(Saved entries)
|---|

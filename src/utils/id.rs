//! Node id generation.

use crate::nodes::NodeType;

use super::time::time_millis;

const SUFFIX_ALPHABET: [char; 36] = [
    '0', '1', '2', '3', '4', '5', '6', '7', '8', '9', 'a', 'b', 'c', 'd', 'e', 'f', 'g', 'h', 'i', 'j', 'k', 'l', 'm', 'n', 'o', 'p', 'q', 'r',
    's', 't', 'u', 'v', 'w', 'x', 'y', 'z',
];

/// `${type}-${millis}` for nodes created from the palette or the canvas.
pub fn node_id(node_type: NodeType) -> String {
    format!("{}-{}", node_type.as_ref(), time_millis())
}

/// `${type}-${millis}-${random}` for pasted and duplicated nodes, which are
/// created in bursts within the same millisecond.
pub fn paste_id(node_type: NodeType) -> String {
    format!("{}-{}-{}", node_type.as_ref(), time_millis(), nanoid::nanoid!(9, &SUFFIX_ALPHABET))
}
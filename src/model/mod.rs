mod edge;
mod node;
mod workflow;

pub use edge::{Connection, Edge, EdgeId};
pub use node::{Node, NodeData, NodeDataPatch, NodeId, Position};
pub use workflow::{DocumentId, WorkflowDocument};
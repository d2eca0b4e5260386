use tracing::trace;

use crate::model::{Edge, Node};

/// Immediate change detector over `(nodes, edges, name)`.
///
/// Independent from history sampling: every observed difference marks the
/// document dirty, whether or not it ever becomes an undo step.
#[derive(Debug, Default)]
pub struct DirtyTracker {
    baseline: Option<(Vec<Node>, Vec<Edge>, String)>,
    dirty: bool,
    /// bumped on every detected change
    revision: u64,
}

impl DirtyTracker {
    pub fn new() -> Self {
        Self::default()
    }

    /// Compares with the previous observation and advances the baseline.
    /// Returns whether a change was detected.
    pub fn observe(
        &mut self,
        nodes: &[Node],
        edges: &[Edge],
        name: &str,
    ) -> bool {
        let changed = match &self.baseline {
            Some((n, e, nm)) => n.as_slice() != nodes || e.as_slice() != edges || nm != name,
            None => true,
        };
        if changed {
            self.baseline = Some((nodes.to_vec(), edges.to_vec(), name.to_string()));
            self.dirty = true;
            self.revision += 1;
            trace!("DirtyTracker::observe: revision {}", self.revision);
        }
        changed
    }

    /// Adopts the current state as clean, e.g. right after a load.
    pub fn reset(
        &mut self,
        nodes: &[Node],
        edges: &[Edge],
        name: &str,
    ) {
        self.baseline = Some((nodes.to_vec(), edges.to_vec(), name.to_string()));
        self.dirty = false;
        self.revision += 1;
    }

    /// Marks dirty without a graph change, e.g. for content that exists
    /// only locally.
    pub fn touch(&mut self) {
        self.dirty = true;
        self.revision += 1;
    }

    /// Clears the flag unless something changed after `revision` was read.
    pub fn mark_saved(
        &mut self,
        revision: u64,
    ) -> bool {
        if self.revision == revision {
            self.dirty = false;
        }
        !self.dirty
    }

    pub fn is_dirty(&self) -> bool {
        self.dirty
    }

    pub fn revision(&self) -> u64 {
        self.revision
    }
}

#[cfg(test)]
mod tests {
    use super::*;
    use crate::{model::Position, nodes::NodeType};

    fn nodes() -> Vec<Node> {
        vec![Node::new("trigger-1".into(), NodeType::Trigger, Position::new(250.0, 50.0))]
    }

    #[test]
    fn any_difference_marks_dirty() {
        let mut tracker = DirtyTracker::new();
        tracker.reset(&nodes(), &[], "Flow");
        assert!(!tracker.observe(&nodes(), &[], "Flow"));
        assert!(!tracker.is_dirty());

        assert!(tracker.observe(&nodes(), &[], "Renamed"));
        assert!(tracker.is_dirty());
        // the baseline advanced, so the same state is not a new change
        assert!(!tracker.observe(&nodes(), &[], "Renamed"));
    }

    #[test]
    fn save_keeps_dirty_when_changed_meanwhile() {
        let mut tracker = DirtyTracker::new();
        tracker.reset(&[], &[], "Flow");
        tracker.observe(&nodes(), &[], "Flow");

        let at_save = tracker.revision();
        tracker.observe(&[], &[], "Flow");
        assert!(!tracker.mark_saved(at_save));
        assert!(tracker.is_dirty());

        assert!(tracker.mark_saved(tracker.revision()));
        assert!(!tracker.is_dirty());
    }
}
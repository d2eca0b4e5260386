pub mod id;
mod lock;
pub mod time;

pub use lock::{read_lock, write_lock};
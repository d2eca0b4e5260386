//! Rank-based left-to-right arrangement.
//!
//! Nodes are ranked by longest path from the sources, each rank becomes a
//! column and nodes inside a column keep their document order. Cycles are
//! broken with a greedy feedback arc set before ranking.

use std::collections::{HashMap, HashSet};

use petgraph::{
    Direction,
    algo::{greedy_feedback_arc_set, toposort},
    graph::{DiGraph, NodeIndex},
    visit::EdgeRef,
};
use tracing::{debug, warn};

use crate::{
    config::LayoutConfig,
    model::{Edge, Node, Position},
};

#[derive(Debug, Clone, Copy, PartialEq)]
pub struct LayoutOptions {
    pub node_width: f64,
    pub node_height: f64,
    pub node_sep: f64,
    pub rank_sep: f64,
}

impl Default for LayoutOptions {
    fn default() -> Self {
        Self::from(&LayoutConfig::default())
    }
}

impl From<&LayoutConfig> for LayoutOptions {
    fn from(config: &LayoutConfig) -> Self {
        Self {
            node_width: config.node_width,
            node_height: config.node_height,
            node_sep: config.node_sep,
            rank_sep: config.rank_sep,
        }
    }
}

/// Returns `nodes` with recomputed positions. Ids, types and data are
/// untouched and the output order matches the input order.
pub fn arrange(
    nodes: &[Node],
    edges: &[Edge],
    options: &LayoutOptions,
) -> Vec<Node> {
    let ranks = rank(nodes, edges);

    let mut columns: Vec<Vec<usize>> = Vec::new();
    for (i, r) in ranks.iter().enumerate() {
        if columns.len() <= *r {
            columns.resize_with(*r + 1, Vec::new);
        }
        columns[*r].push(i);
    }

    let row_step = options.node_height + options.node_sep;
    let col_step = options.node_width + options.rank_sep;
    let tallest = columns.iter().map(Vec::len).max().unwrap_or(0);

    let mut arranged = nodes.to_vec();
    for (r, column) in columns.iter().enumerate() {
        let offset = (tallest - column.len()) as f64 * row_step / 2.0;
        for (row, i) in column.iter().enumerate() {
            arranged[*i].position = Position::new(r as f64 * col_step, offset + row as f64 * row_step);
        }
    }

    debug!("layout::arrange: {} nodes in {} ranks", arranged.len(), columns.len());
    arranged
}

/// Longest-path rank of every node, indexed like `nodes`.
fn rank(
    nodes: &[Node],
    edges: &[Edge],
) -> Vec<usize> {
    let mut graph: DiGraph<usize, ()> = DiGraph::with_capacity(nodes.len(), edges.len());
    let mut index: HashMap<&str, NodeIndex> = HashMap::new();
    for (i, node) in nodes.iter().enumerate() {
        index.insert(node.id.as_str(), graph.add_node(i));
    }
    for edge in edges {
        if let (Some(s), Some(t)) = (index.get(edge.source.as_str()), index.get(edge.target.as_str())) {
            if s != t {
                graph.add_edge(*s, *t, ());
            }
        }
    }

    let back_edges: HashSet<_> = greedy_feedback_arc_set(&graph).map(|e| e.id()).collect();
    let acyclic = graph.filter_map(|_, n| Some(*n), |e, _| (!back_edges.contains(&e)).then_some(()));

    let order = match toposort(&acyclic, None) {
        Ok(order) => order,
        Err(cycle) => {
            warn!("layout::rank: cycle left at {:?}, ranking flat", cycle.node_id());
            return vec![0; nodes.len()];
        }
    };

    let mut ranks = vec![0usize; nodes.len()];
    for n in order {
        let from = ranks[acyclic[n]];
        for succ in acyclic.neighbors_directed(n, Direction::Outgoing) {
            let slot = &mut ranks[acyclic[succ]];
            *slot = (*slot).max(from + 1);
        }
    }
    ranks
}

#[cfg(test)]
mod tests {
    use super::*;
    use crate::{graph::GraphModel, model::Connection, nodes::NodeType};

    fn node(nid: &str) -> Node {
        Node::new(nid.to_string(), NodeType::Code, Position::new(-999.0, 999.0))
    }

    fn diamond() -> GraphModel {
        let mut graph = GraphModel::new();
        for nid in ["a", "b", "c", "d"] {
            graph.insert_node(node(nid));
        }
        graph.add_edge(Connection::new("a", "b")).unwrap();
        graph.add_edge(Connection::new("a", "c")).unwrap();
        graph.add_edge(Connection::new("b", "d")).unwrap();
        graph.add_edge(Connection::new("c", "d")).unwrap();
        graph
    }

    #[test]
    fn ranks_flow_left_to_right() {
        let graph = diamond();
        let arranged = arrange(graph.nodes(), graph.edges(), &LayoutOptions::default());
        let pos = |nid: &str| arranged.iter().find(|n| n.id == nid).unwrap().position;

        assert_eq!(pos("a").x, 0.0);
        assert_eq!(pos("b").x, 350.0);
        assert_eq!(pos("c").x, 350.0);
        assert_eq!(pos("d").x, 700.0);
        assert_eq!(pos("c").y - pos("b").y, 180.0);
        // single-node ranks are centred on the tallest column
        assert_eq!(pos("a").y, 90.0);
    }

    #[test]
    fn only_positions_change() {
        let graph = diamond();
        let arranged = arrange(graph.nodes(), graph.edges(), &LayoutOptions::default());
        for (before, after) in graph.nodes().iter().zip(&arranged) {
            assert_eq!(before.id, after.id);
            assert_eq!(before.node_type, after.node_type);
            assert_eq!(before.data, after.data);
        }
    }

    #[test]
    fn arrange_is_idempotent() {
        let graph = diamond();
        let options = LayoutOptions::default();
        let once = arrange(graph.nodes(), graph.edges(), &options);
        let twice = arrange(&once, graph.edges(), &options);
        assert_eq!(once, twice);
    }

    #[test]
    fn cycles_do_not_hang() {
        let nodes = vec![node("a"), node("b"), node("c")];
        let edges = vec![
            Edge {
                id: "1".into(),
                source: "a".into(),
                target: "b".into(),
                source_handle: None,
                target_handle: None,
            },
            Edge {
                id: "2".into(),
                source: "b".into(),
                target: "c".into(),
                source_handle: None,
                target_handle: None,
            },
            Edge {
                id: "3".into(),
                source: "c".into(),
                target: "a".into(),
                source_handle: None,
                target_handle: None,
            },
        ];
        let arranged = arrange(&nodes, &edges, &LayoutOptions::default());
        let mut xs: Vec<f64> = arranged.iter().map(|n| n.position.x).collect();
        xs.sort_by(f64::total_cmp);
        xs.dedup();
        assert_eq!(xs.len(), 3);
    }

    #[test]
    fn spacing_is_configurable() {
        let graph = diamond();
        let options = LayoutOptions {
            node_width: 100.0,
            node_height: 50.0,
            node_sep: 10.0,
            rank_sep: 20.0,
        };
        let arranged = arrange(graph.nodes(), graph.edges(), &options);
        assert_eq!(arranged[3].position.x, 240.0);
    }
}
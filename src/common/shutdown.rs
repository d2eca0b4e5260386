//! Stop signal shared by the session's background tasks.

use std::sync::Arc;

use tokio::sync::watch;

#[derive(Clone)]
pub struct Shutdown {
    sender: Arc<watch::Sender<bool>>,
    receiver: watch::Receiver<bool>,
}

impl Shutdown {
    pub fn new() -> Self {
        let (tx, rx) = watch::channel(false);
        Self {
            sender: Arc::new(tx),
            receiver: rx,
        }
    }

    /// Signals every clone. Idempotent.
    pub fn shutdown(&self) {
        self.sender.send_replace(true);
    }

    pub fn is_terminated(&self) -> bool {
        *self.receiver.borrow()
    }

    /// Resolves once [`Shutdown::shutdown`] has been called on any clone.
    pub async fn wait(&self) {
        let mut rx = self.receiver.clone();
        // sender lives as long as any clone, so the error arm is unreachable
        let _ = rx.wait_for(|stopped| *stopped).await;
    }
}

impl Default for Shutdown {
    fn default() -> Self {
        Self::new()
    }
}

#[cfg(test)]
mod tests {
    use std::time::Duration;

    use super::*;

    #[tokio::test]
    async fn wait_resolves_after_trigger() {
        let shutdown = Shutdown::new();
        let waiter = shutdown.clone();
        let handle = tokio::spawn(async move { waiter.wait().await });

        assert!(!shutdown.is_terminated());
        shutdown.shutdown();
        tokio::time::timeout(Duration::from_secs(1), handle).await.unwrap().unwrap();
        assert!(shutdown.is_terminated());
    }

    #[tokio::test]
    async fn wait_after_trigger_returns_immediately() {
        let shutdown = Shutdown::new();
        shutdown.shutdown();
        shutdown.clone().wait().await;
    }
}
//! Channels between the session and its background tasks.
//!
//! [`Queue`] carries change signals into the history debounce worker;
//! [`BroadcastQueue`] fans notifications out to every surface listening.

use std::sync::Arc;

use tokio::sync::broadcast;
use tracing::trace;

use crate::{EditorError, Result};

/// Bounded MPMC queue. Backed by flume.
#[derive(Clone)]
pub struct Queue<T> {
    receiver: Arc<flume::Receiver<T>>,
    sender: Arc<flume::Sender<T>>,
}

impl<T> Queue<T> {
    pub fn new(cap: usize) -> Arc<Self> {
        let (tx, rx) = flume::bounded(cap);

        Arc::new(Self {
            receiver: Arc::new(rx),
            sender: Arc::new(tx),
        })
    }

    /// Enqueues without waiting. A full queue drops `msg`: pending signals
    /// already cover it.
    pub fn signal(
        &self,
        msg: T,
    ) -> Result<()> {
        match self.sender.try_send(msg) {
            Ok(()) | Err(flume::TrySendError::Full(_)) => Ok(()),
            Err(flume::TrySendError::Disconnected(_)) => Err(EditorError::Session("queue disconnected".to_string())),
        }
    }

    /// receive a message from the queue asynchronously
    pub async fn next_async(&self) -> Option<T> {
        self.receiver.recv_async().await.ok()
    }

    /// Discards everything pending and returns how many messages were dropped.
    pub fn drain(&self) -> usize {
        self.receiver.drain().count()
    }

    pub fn len(&self) -> usize {
        self.receiver.len()
    }

    pub fn is_empty(&self) -> bool {
        self.receiver.is_empty()
    }
}

/// One-to-many queue: every subscriber receives every message. Backed by
/// tokio's broadcast channel.
#[derive(Clone)]
pub struct BroadcastQueue<T> {
    sender: Arc<broadcast::Sender<T>>,
}

impl<T: Clone> BroadcastQueue<T> {
    pub fn new(cap: usize) -> Arc<Self> {
        let (tx, _) = broadcast::channel(cap);

        Arc::new(Self {
            sender: Arc::new(tx),
        })
    }

    /// Publishes `msg` and returns how many subscribers got it. Publishing
    /// with nobody subscribed is not an error.
    pub fn send(
        &self,
        msg: T,
    ) -> usize {
        match self.sender.send(msg) {
            Ok(n) => n,
            Err(_) => {
                trace!("BroadcastQueue::send: no subscribers");
                0
            }
        }
    }

    pub fn subscribe(&self) -> broadcast::Receiver<T> {
        self.sender.subscribe()
    }
}

#[cfg(test)]
mod tests {
    use super::*;

    #[tokio::test]
    async fn full_queue_coalesces_signals() {
        let queue = Queue::new(1);
        queue.signal(1).unwrap();
        queue.signal(2).unwrap();
        assert_eq!(queue.len(), 1);
        assert_eq!(queue.next_async().await, Some(1));
        assert!(queue.is_empty());
    }

    #[test]
    fn drain_empties_the_queue() {
        let queue = Queue::new(4);
        queue.signal(()).unwrap();
        queue.signal(()).unwrap();
        assert_eq!(queue.drain(), 2);
        assert!(queue.is_empty());
    }

    #[test]
    fn broadcast_reaches_every_subscriber() {
        let queue = BroadcastQueue::new(8);
        assert_eq!(queue.send("lost"), 0);

        let mut a = queue.subscribe();
        let mut b = queue.subscribe();
        assert_eq!(queue.send("hello"), 2);
        assert_eq!(a.try_recv().unwrap(), "hello");
        assert_eq!(b.try_recv().unwrap(), "hello");
    }
}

|---|

Problem requirements: Please go over the data above and copy each line with "struct" in it.

Task answer:
pub struct DirtyTracker {
pub struct LayoutOptions {
pub struct Shutdown {
pub struct Queue<T> {
pub struct BroadcastQueue<T> {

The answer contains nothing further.